Gualtiero Calboli (Manuale di grammatica, manuale di retorica e la κρίσις ποιημάτων, pp. 217-230. Grammar in Rome was from the first interested in orthography and pronunciation. Stoic influence, the school of Pergamon and Alexandrian doctrine are present in Rome as early as the 1st cent. B.C. As Stoic doctrine becomes more important in the teaching of poetry and ethics, these Stoic elements form a link between the teaching and the practice of grammar and rhetoric in Rome. Calboli starts out from the testimonies on Cato Censorius and his famous dictum of the ‘vir bonus dicendi peritus’ in combination with the ethical value of the mos maiorum. He then analyses the practice of poetical quotations in grammarians and rhetoricians in relation to Greek and Latin literature. The statistics show that examples with a moral component are more frequent also in the manuals. The paper ends with the suggestion of a research project on the use of poetical quotations within manuals, a project of which the paper suggests the outline.

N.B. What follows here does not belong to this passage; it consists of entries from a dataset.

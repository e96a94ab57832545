// --- File: crates/services/eventpay_backend/src/app_state.rs ---
use eventpay_config::AppConfig;
use eventpay_ledger::{InMemoryLedger, LedgerRepository};
use std::sync::Arc;
use tracing::{info, warn};

/// Everything the routers are built from.
#[derive(Clone)]
pub struct AppState {
    pub config: Arc<AppConfig>,
    pub ledger: Arc<dyn LedgerRepository>,
}

impl AppState {
    /// Creates the state with an in-memory ledger seeded from `[ledger]`.
    pub fn new(config: Arc<AppConfig>) -> Self {
        let ledger = Arc::new(InMemoryLedger::from_config(&config.ledger));
        Self::with_ledger(config, ledger)
    }

    pub fn with_ledger(config: Arc<AppConfig>, ledger: Arc<dyn LedgerRepository>) -> Self {
        if config.stripe_enabled().is_some() {
            info!("Stripe payments enabled");
        } else {
            warn!("Stripe payments disabled; create-payment will answer 503");
        }
        Self { config, ledger }
    }
}
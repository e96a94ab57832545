use eventpay_common::services::PaymentService;
use eventpay_config::{AppConfig, StripeConfig};
use eventpay_stripe::{StripeError, StripePaymentService};
use httpmock::prelude::*;
use serde_json::json;
use std::collections::HashMap;
use std::sync::Arc;

fn config_for(api_base: String) -> Arc<AppConfig> {
    Arc::new(AppConfig {
        use_stripe: true,
        stripe: Some(StripeConfig {
            secret_key: Some("sk_test_123".to_string()),
            webhook_secret: None,
            currency: "pln".to_string(),
            api_base,
            webhook_tolerance_secs: 300,
        }),
        ..AppConfig::default()
    })
}

fn event_metadata() -> HashMap<String, String> {
    HashMap::from([("event_id".to_string(), "42".to_string())])
}

#[tokio::test]
async fn creates_payment_intent_with_minor_units_and_metadata() {
    let server = MockServer::start_async().await;
    let mock = server
        .mock_async(|when, then| {
            when.method(POST)
                .path("/v1/payment_intents")
                .header("authorization", "Basic c2tfdGVzdF8xMjM6")
                .body_includes("amount=4999")
                .body_includes("currency=pln")
                .body_includes("metadata%5Bevent_id%5D=42")
                .body_includes("description=Pizza");
            then.status(200)
                .header("content-type", "application/json")
                .json_body(json!({
                    "id": "pi_123",
                    "object": "payment_intent",
                    "status": "requires_payment_method",
                    "amount": 4999,
                    "currency": "pln",
                    "client_secret": "pi_123_secret_abc"
                }));
        })
        .await;

    let service = StripePaymentService::new(config_for(server.base_url()));
    let intent = service
        .create_payment_intent(4999, "PLN", Some("Pizza"), event_metadata())
        .await
        .unwrap();

    mock.assert_async().await;
    assert_eq!(intent.id, "pi_123");
    assert_eq!(intent.amount, 4999);
    assert_eq!(intent.client_secret.as_deref(), Some("pi_123_secret_abc"));
}

#[tokio::test]
async fn surfaces_stripe_error_message_and_status() {
    let server = MockServer::start_async().await;
    server
        .mock_async(|when, then| {
            when.method(POST).path("/v1/payment_intents");
            then.status(401)
                .header("content-type", "application/json")
                .json_body(json!({
                    "error": {
                        "message": "Invalid API Key provided: sk_test_***123",
                        "type": "invalid_request_error"
                    }
                }));
        })
        .await;

    let service = StripePaymentService::new(config_for(server.base_url()));
    let err = service
        .create_payment_intent(100, "pln", None, event_metadata())
        .await
        .unwrap_err();

    match err {
        StripeError::ApiError {
            status_code,
            message,
        } => {
            assert_eq!(status_code, 401);
            assert!(message.starts_with("Invalid API Key provided"));
        }
        other => panic!("unexpected error: {other:?}"),
    }
}

#[tokio::test]
async fn unreadable_success_body_is_a_parse_error() {
    let server = MockServer::start_async().await;
    server
        .mock_async(|when, then| {
            when.method(POST).path("/v1/payment_intents");
            then.status(200).body("<html>maintenance</html>");
        })
        .await;

    let service = StripePaymentService::new(config_for(server.base_url()));
    let err = service
        .create_payment_intent(100, "pln", None, event_metadata())
        .await
        .unwrap_err();

    assert!(matches!(err, StripeError::ParseError(_)));
}

#[tokio::test]
async fn missing_secret_key_fails_before_any_request() {
    let mut config = (*config_for("http://127.0.0.1:9".to_string())).clone();
    if let Some(stripe) = config.stripe.as_mut() {
        stripe.secret_key = None;
    }

    let service = StripePaymentService::new(Arc::new(config));
    let err = service
        .create_payment_intent(100, "pln", None, event_metadata())
        .await
        .unwrap_err();

    assert!(matches!(err, StripeError::ConfigError(_)));
}

#[tokio::test]
async fn disabled_stripe_is_reported() {
    let mut config = (*config_for("http://127.0.0.1:9".to_string())).clone();
    config.use_stripe = false;

    let service = StripePaymentService::new(Arc::new(config));
    let err = service
        .create_payment_intent(100, "pln", None, event_metadata())
        .await
        .unwrap_err();

    assert!(matches!(err, StripeError::Disabled));
}
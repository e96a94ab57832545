// File: services/eventpay_backend/src/main.rs
use eventpay_backend::{build_app, AppState};
use eventpay_common::logging::{self, log_result};
use eventpay_common::{Context, EventPayError};
use eventpay_config::load_config;
use std::sync::Arc;
use tokio::net::TcpListener;
use tracing::info;

#[tokio::main]
async fn main() -> Result<(), EventPayError> {
    let config = Arc::new(load_config().context("Failed to load config")?);
    // Keeps the file writer alive until shutdown
    let _log_guard = logging::init_with_config(&config.logging);

    let state = AppState::new(config.clone());
    let app = build_app(&state);

    let addr = format!("{}:{}", config.server.host, config.server.port);
    let listener = log_result(
        TcpListener::bind(&addr).await,
        "Listener bound",
        "Failed to bind listener",
    )
    .with_context(|| format!("Failed to bind {}", addr))?;
    info!("Starting server at http://{}", addr);
    info!("API endpoints available at http://{}/api", addr);

    axum::serve(listener, app)
        .with_graceful_shutdown(shutdown_signal())
        .await
        .context("Server error")
}

async fn shutdown_signal() {
    if tokio::signal::ctrl_c().await.is_ok() {
        info!("Shutdown signal received");
    }
}
use eventpay_common::{conflict, internal_error, not_found, validation_error, EventPayError, HttpStatusCode};
use thiserror::Error;

/// Ledger-specific error types.
#[derive(Error, Debug, Clone, PartialEq, Eq)]
pub enum LedgerError {
    #[error("Event {0} does not exist")]
    EventNotFound(i64),

    #[error("Event {0} is closed")]
    EventClosed(i64),

    #[error("Invalid expense: {0}")]
    InvalidExpense(String),

    #[error("Payment {0} is unknown")]
    PaymentNotFound(String),

    /// Backend failure of a persistent [`LedgerRepository`](crate::LedgerRepository)
    /// implementation. `InMemoryLedger` never returns it.
    #[error("Ledger storage failure: {0}")]
    Storage(String),
}

impl From<LedgerError> for EventPayError {
    fn from(err: LedgerError) -> Self {
        match err {
            LedgerError::EventNotFound(_) | LedgerError::PaymentNotFound(_) => {
                not_found(err.to_string())
            }
            LedgerError::EventClosed(_) => conflict(err.to_string()),
            LedgerError::InvalidExpense(msg) => validation_error(msg),
            LedgerError::Storage(msg) => internal_error(format!("ledger: {}", msg)),
        }
    }
}

impl HttpStatusCode for LedgerError {
    fn status_code(&self) -> u16 {
        match self {
            LedgerError::EventNotFound(_) => 404,
            LedgerError::EventClosed(_) => 409,
            LedgerError::InvalidExpense(_) => 400,
            LedgerError::PaymentNotFound(_) => 404,
            LedgerError::Storage(_) => 500,
        }
    }
}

The book is well produced, each paper has its own full bibliography, and most authors present their sources extensively either within the paper or in an appendix, which makes easy reading. There are very few typos. But the usefulness is hampered by the fact that there are no indices of subjects or passages quoted, and, what seems rather more serious, that there is no introduction to speak of, only very short acknowledgments by the editor Maria Silvana Celentano. The general outline of the book becomes evident only to the reader who struggles through the whole volume or who is already familiar with its subjects. This is more a pity as such a general outline really exists — the book is not just a jumble of essays after a conference. How knowledge is organised, how the genres and forms through which knowledge is transmitted develop and shift is a fascinating question. To this question the book offers valuable answers.

Notes

1. By August 2003, its last update, the database had about 9875 literary papyri, most of them from Roman and early Byzantine times (Falivene used the LDAB database before that date and cites the total number of 7100 entries). Another collection of literary papyri is edited by the Centre de Documentation de Papyrologie Littéraire ( CEDOPAL) in Liège with ca. 6000 entries.